About this release
This publication from Public Health Scotland (PHS) provides some brief interpretations of the risk factors that cause cancer and changes in survival for the most common causes of cancer death. While interpretation of cancer mortality statistics should always be within the context of long term trends, these statistics provide an opportunity for cancer mortality to be considered within the context of the COVID-19 pandemic.
Age-adjusted incidence and mortality rates for all cancers (excluding NMSC) by deprivation quintile, for all persons
In Scotland in 2021:
- There were 16,438 deaths caused by cancer (excluding non-melanoma skin cancer). Cancer remains the main cause of death.
- Cancer mortality rates were higher in men than women, due to a combination of higher risk and poorer survival in men.
Over the 10-year period from 2012 to 2021:
- The age-adjusted cancer mortality rate for all cancers combined decreased by 11%, with a greater decrease in males (14%) than in females (7%).
- The overall risk of dying from cancer has decreased but the number of deaths due to cancer has increased. This largely reflects Scotland's aging population, and the fact that cancer is more common among older people.

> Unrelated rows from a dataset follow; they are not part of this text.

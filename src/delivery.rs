//! 消息投递抽象 - 把渲染好的 markdown 发送到目标房间
//!
//! 所有出站渠道实现 `MessageSink`，webhook 处理和命令回复都只依赖这个 trait。

use async_trait::async_trait;
use thiserror::Error;
use tracing::debug;

/// 投递失败
#[derive(Debug, Error)]
pub enum DeliveryError {
    /// 目标房间不可访问（通常是 bot 未被邀请进房间）
    #[error("forbidden: cannot send to {room_id}")]
    Forbidden { room_id: String },

    #[error("HTTP request failed: {0}")]
    Http(#[from] reqwest::Error),

    #[error("unexpected response {status}: {body}")]
    Status { status: u16, body: String },

    #[error("invalid destination {0}")]
    InvalidDestination(String),
}

impl DeliveryError {
    pub fn is_forbidden(&self) -> bool {
        matches!(self, DeliveryError::Forbidden { .. })
    }
}

/// 出站消息渠道
#[async_trait]
pub trait MessageSink: Send + Sync {
    /// 渠道名称（用于日志）
    fn name(&self) -> &str;

    /// 发送一条 markdown 消息到目标房间
    async fn send_markdown(&self, room_id: &str, markdown: &str) -> Result<(), DeliveryError>;
}

/// 按顺序逐条发送，遇到第一个错误即停止
pub async fn deliver_all(
    sink: &dyn MessageSink,
    room_id: &str,
    messages: &[String],
) -> Result<usize, DeliveryError> {
    for (i, message) in messages.iter().enumerate() {
        debug!(sink = sink.name(), room_id = %room_id, index = i, "Sending alert message");
        sink.send_markdown(room_id, message).await?;
    }
    Ok(messages.len())
}

/// Dry-run 渠道：只打印不发送
#[derive(Debug, Default)]
pub struct StdoutSink;

#[async_trait]
impl MessageSink for StdoutSink {
    fn name(&self) -> &str {
        "stdout"
    }

    async fn send_markdown(&self, room_id: &str, markdown: &str) -> Result<(), DeliveryError> {
        println!("--- {room_id}\n{markdown}");
        Ok(())
    }
}

#[cfg(test)]
pub(crate) mod testing {
    //! 测试用的记录型渠道

    use super::*;
    use std::sync::Mutex;

    #[derive(Debug, Default)]
    pub struct RecordingSink {
        pub sent: Mutex<Vec<(String, String)>>,
        pub forbidden_rooms: Vec<String>,
    }

    impl RecordingSink {
        pub fn forbidding(room_id: &str) -> Self {
            Self {
                forbidden_rooms: vec![room_id.to_string()],
                ..Default::default()
            }
        }

        pub fn sent(&self) -> Vec<(String, String)> {
            self.sent.lock().unwrap().clone()
        }
    }

    #[async_trait]
    impl MessageSink for RecordingSink {
        fn name(&self) -> &str {
            "recording"
        }

        async fn send_markdown(&self, room_id: &str, markdown: &str) -> Result<(), DeliveryError> {
            if self.forbidden_rooms.iter().any(|r| r == room_id) {
                return Err(DeliveryError::Forbidden {
                    room_id: room_id.to_string(),
                });
            }
            self.sent
                .lock()
                .unwrap()
                .push((room_id.to_string(), markdown.to_string()));
            Ok(())
        }
    }
}
//! 操作员命令 - `!help` / `!ping` / `!raw` / `!roomid` / `!url`
//!
//! 这里只负责解析命令并生成回复文本，收发消息由 `matrix::sync` 完成。

use std::str::FromStr;

use crate::mode::ModeSwitch;

/// 命令前缀
pub const COMMAND_PREFIX: char = '!';

pub const HELP_TEXT: &str = "# Alertbot

To control the alertbot you can use the following commands:
* `!help`: To show this help
* `!ping`: To check if the bot is alive
* `!raw`: To toggle raw mode (where webhook data is not parsed but simply forwarded as copyable text)
* `!roomid`: To let the bot show you the current matrix room id
* `!url`: To let the bot show you the webhook url

More information is on [Github](https://github.com/moan0s/alertbot)
";

/// 操作员命令
#[derive(Debug, Clone, Copy, PartialEq, Eq)]
pub enum Command {
    Help,
    Ping,
    Raw,
    RoomId,
    Url,
}

impl FromStr for Command {
    type Err = String;

    fn from_str(s: &str) -> Result<Self, Self::Err> {
        match s.to_lowercase().as_str() {
            "help" => Ok(Command::Help),
            "ping" => Ok(Command::Ping),
            "raw" => Ok(Command::Raw),
            "roomid" => Ok(Command::RoomId),
            "url" => Ok(Command::Url),
            other => Err(format!("unknown command: {other}")),
        }
    }
}

impl Command {
    /// 从消息正文解析命令，非命令消息和未知命令返回 None
    pub fn parse(body: &str) -> Option<Self> {
        let rest = body.trim_start().strip_prefix(COMMAND_PREFIX)?;
        let word = rest.split_whitespace().next()?;
        word.parse().ok()
    }
}

/// 命令回复
#[derive(Debug, Clone, PartialEq, Eq)]
pub enum Reply {
    /// 以回复形式引用原消息
    Reply(String),
    /// 直接发送到房间
    Message(String),
}

impl Reply {
    pub fn text(&self) -> &str {
        match self {
            Reply::Reply(text) | Reply::Message(text) => text,
        }
    }
}

/// 执行命令所需的上下文
pub struct CommandContext<'a> {
    pub room_id: &'a str,
    pub public_url: &'a str,
    pub mode: &'a ModeSwitch,
}

/// 执行命令，`Raw` 会切换全局模式
pub fn execute(command: Command, ctx: &CommandContext<'_>) -> Reply {
    match command {
        Command::Help => Reply::Message(HELP_TEXT.to_string()),
        Command::Ping => Reply::Reply("pong".to_string()),
        Command::RoomId => Reply::Reply(format!("`{}`", ctx.room_id)),
        Command::Url => Reply::Reply(format!("`{}`", webhook_url(ctx.public_url, ctx.room_id))),
        Command::Raw => {
            let mode = ctx.mode.toggle();
            tracing::info!(mode = %mode, room_id = %ctx.room_id, "Render mode toggled");
            Reply::Reply(format!("Mode is now: `{mode} mode`"))
        }
    }
}

/// 某个房间的 webhook 地址
pub fn webhook_url(public_url: &str, room_id: &str) -> String {
    format!("{}/webhook/{}", public_url.trim_end_matches('/'), room_id)
}
//! Matrix Client-Server API 客户端（只实现 bot 需要的部分）
//!
//! - `PUT /rooms/{roomId}/send/m.room.message/{txnId}` 发送消息
//! - `POST /join/{roomId}` 接受邀请
//! - `GET /sync` 长轮询接收命令
//! - `GET /account/whoami` 获取 bot 自己的 user id

use std::sync::atomic::{AtomicU64, Ordering};
use std::time::Duration;

use async_trait::async_trait;
use reqwest::{Client, Method, RequestBuilder, Response, Url};
use serde::{Deserialize, Serialize};
use thiserror::Error;
use tracing::{debug, info};

use super::types::SyncResponse;
use crate::delivery::{DeliveryError, MessageSink};

/// 请求超时需要大于 sync 长轮询时间
const REQUEST_TIMEOUT_SECS: u64 = 60;

/// Sync 过滤器：只关心消息事件，不要 presence
const SYNC_FILTER: &str = r#"{"room":{"timeline":{"limit":50,"types":["m.room.message"]}},"presence":{"types":[]},"account_data":{"types":[]}}"#;

#[derive(Debug, Error)]
pub enum MatrixError {
    #[error("invalid homeserver url `{0}`")]
    InvalidHomeserver(String),

    #[error("HTTP request failed: {0}")]
    Http(#[from] reqwest::Error),

    #[error("{errcode} ({status}): {message}")]
    Api {
        status: u16,
        errcode: String,
        message: String,
    },
}

impl MatrixError {
    pub fn is_forbidden(&self) -> bool {
        matches!(self, MatrixError::Api { status: 403, .. })
    }
}

/// 标准错误响应体
#[derive(Debug, Deserialize)]
struct ApiErrorBody {
    #[serde(default)]
    errcode: String,
    #[serde(default)]
    error: String,
}

#[derive(Debug, Deserialize)]
struct WhoamiResponse {
    user_id: String,
}

#[derive(Debug, Deserialize)]
struct SendResponse {
    event_id: String,
}

/// `m.room.message` 内容，正文为 markdown，同时附带渲染后的 HTML
#[derive(Debug, Clone, Serialize, PartialEq)]
pub struct MessageContent {
    pub msgtype: &'static str,
    pub body: String,
    pub format: &'static str,
    pub formatted_body: String,
    #[serde(rename = "m.relates_to", skip_serializing_if = "Option::is_none")]
    pub relates_to: Option<RelatesTo>,
}

#[derive(Debug, Clone, Serialize, PartialEq)]
pub struct RelatesTo {
    #[serde(rename = "m.in_reply_to")]
    pub in_reply_to: InReplyTo,
}

#[derive(Debug, Clone, Serialize, PartialEq)]
pub struct InReplyTo {
    pub event_id: String,
}

impl MessageContent {
    pub fn markdown(markdown: &str) -> Self {
        Self {
            msgtype: "m.text",
            body: markdown.to_string(),
            format: "org.matrix.custom.html",
            formatted_body: render_html(markdown),
            relates_to: None,
        }
    }

    pub fn in_reply_to(mut self, event_id: impl Into<String>) -> Self {
        self.relates_to = Some(RelatesTo {
            in_reply_to: InReplyTo {
                event_id: event_id.into(),
            },
        });
        self
    }
}

/// markdown -> HTML（Matrix formatted_body）
pub fn render_html(markdown: &str) -> String {
    use pulldown_cmark::{html, Options, Parser};

    let mut options = Options::empty();
    options.insert(Options::ENABLE_TABLES);
    options.insert(Options::ENABLE_STRIKETHROUGH);

    let parser = Parser::new_ext(markdown, options);
    let mut output = String::new();
    html::push_html(&mut output, parser);
    output.trim_end().to_string()
}

/// Matrix 客户端
#[derive(Debug)]
pub struct MatrixClient {
    client: Client,
    homeserver: Url,
    access_token: String,
    txn_counter: AtomicU64,
}

impl MatrixClient {
    /// 创建新的客户端
    pub fn new(homeserver: &str, access_token: &str) -> Result<Self, MatrixError> {
        let homeserver = Url::parse(homeserver)
            .ok()
            .filter(|url| !url.cannot_be_a_base())
            .ok_or_else(|| MatrixError::InvalidHomeserver(homeserver.to_string()))?;

        let client = Client::builder()
            .timeout(Duration::from_secs(REQUEST_TIMEOUT_SECS))
            .build()?;

        Ok(Self {
            client,
            homeserver,
            access_token: access_token.to_string(),
            txn_counter: AtomicU64::new(0),
        })
    }

    /// `/_matrix/client/v3/<segments...>`，每个 segment 单独做百分号编码
    pub fn endpoint(&self, segments: &[&str]) -> Url {
        let mut url = self.homeserver.clone();
        if let Ok(mut path) = url.path_segments_mut() {
            path.pop_if_empty().extend(["_matrix", "client", "v3"]).extend(segments);
        }
        url
    }

    fn request(&self, method: Method, url: Url) -> RequestBuilder {
        self.client.request(method, url).bearer_auth(&self.access_token)
    }

    /// 每个请求唯一的 transaction id
    fn next_txn_id(&self) -> String {
        let seq = self.txn_counter.fetch_add(1, Ordering::Relaxed);
        format!("alertbot-{}-{}", chrono::Utc::now().timestamp_millis(), seq)
    }

    async fn check(response: Response) -> Result<Response, MatrixError> {
        let status = response.status();
        if status.is_success() {
            return Ok(response);
        }
        let text = response.text().await.unwrap_or_default();
        let body: ApiErrorBody = serde_json::from_str(&text).unwrap_or(ApiErrorBody {
            errcode: "M_UNKNOWN".to_string(),
            error: text,
        });
        Err(MatrixError::Api {
            status: status.as_u16(),
            errcode: body.errcode,
            message: body.error,
        })
    }

    /// 当前 access token 对应的用户
    pub async fn whoami(&self) -> Result<String, MatrixError> {
        let url = self.endpoint(&["account", "whoami"]);
        let response = Self::check(self.request(Method::GET, url).send().await?).await?;
        Ok(response.json::<WhoamiResponse>().await?.user_id)
    }

    /// 加入房间（接受邀请）
    pub async fn join(&self, room_id: &str) -> Result<(), MatrixError> {
        let url = self.endpoint(&["join", room_id]);
        Self::check(
            self.request(Method::POST, url)
                .json(&serde_json::json!({}))
                .send()
                .await?,
        )
        .await?;
        info!(room_id = %room_id, "Joined room");
        Ok(())
    }

    /// 长轮询 `/sync`
    pub async fn sync(&self, since: Option<&str>, timeout_ms: u64) -> Result<SyncResponse, MatrixError> {
        let mut url = self.endpoint(&["sync"]);
        {
            let mut query = url.query_pairs_mut();
            query.append_pair("timeout", &timeout_ms.to_string());
            query.append_pair("filter", SYNC_FILTER);
            if let Some(since) = since {
                query.append_pair("since", since);
            }
        }
        let response = Self::check(self.request(Method::GET, url).send().await?).await?;
        Ok(response.json().await?)
    }

    /// 发送消息，返回 event id
    pub async fn send_message(&self, room_id: &str, content: &MessageContent) -> Result<String, MatrixError> {
        let txn_id = self.next_txn_id();
        let url = self.endpoint(&["rooms", room_id, "send", "m.room.message", &txn_id]);
        let response = Self::check(self.request(Method::PUT, url).json(content).send().await?).await?;
        let event_id = response.json::<SendResponse>().await?.event_id;
        debug!(room_id = %room_id, event_id = %event_id, "Message sent");
        Ok(event_id)
    }

    /// 以回复形式发送 markdown
    pub async fn send_reply(&self, room_id: &str, in_reply_to: &str, markdown: &str) -> Result<String, MatrixError> {
        let content = MessageContent::markdown(markdown).in_reply_to(in_reply_to);
        self.send_message(room_id, &content).await
    }
}

#[async_trait]
impl MessageSink for MatrixClient {
    fn name(&self) -> &str {
        "matrix"
    }

    async fn send_markdown(&self, room_id: &str, markdown: &str) -> Result<(), DeliveryError> {
        if room_id.is_empty() {
            return Err(DeliveryError::InvalidDestination(room_id.to_string()));
        }
        match self.send_message(room_id, &MessageContent::markdown(markdown)).await {
            Ok(_) => Ok(()),
            Err(e) if e.is_forbidden() => Err(DeliveryError::Forbidden {
                room_id: room_id.to_string(),
            }),
            Err(MatrixError::Http(e)) => Err(DeliveryError::Http(e)),
            Err(MatrixError::Api { status, errcode, message }) => Err(DeliveryError::Status {
                status,
                body: format!("{errcode}: {message}"),
            }),
            Err(e @ MatrixError::InvalidHomeserver(_)) => {
                Err(DeliveryError::InvalidDestination(e.to_string()))
            }
        }
    }
}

- The continuing decrease in cancer mortality rates is consistent with long-term trends. Therefore, it appears that the pandemic did not adversely impact cancer mortality rates in 2021.
People living in the most deprived areas were 74% more likely to die from cancer, compared with the least deprived; the incidence rate of cancer did not increase to the same extent.
This publication uses death registration data supplied by National Records of Scotland). This release includes information broken down by age group, sex, NHS Board and regional cancer network. Summary tables and charts on cancer incidence and mortality by deprivation category are also updated for 28 types of cancer. When using this publication, it is more informative to examine trends in mortality over a number of years, rather than focussing on a single year of mortality. In the case of rare cancers, striking changes from one year to the next are likely to reflect random fluctuation caused by small numbers of deaths and may be misleading.
The next release of this publication will be 24 October 2023.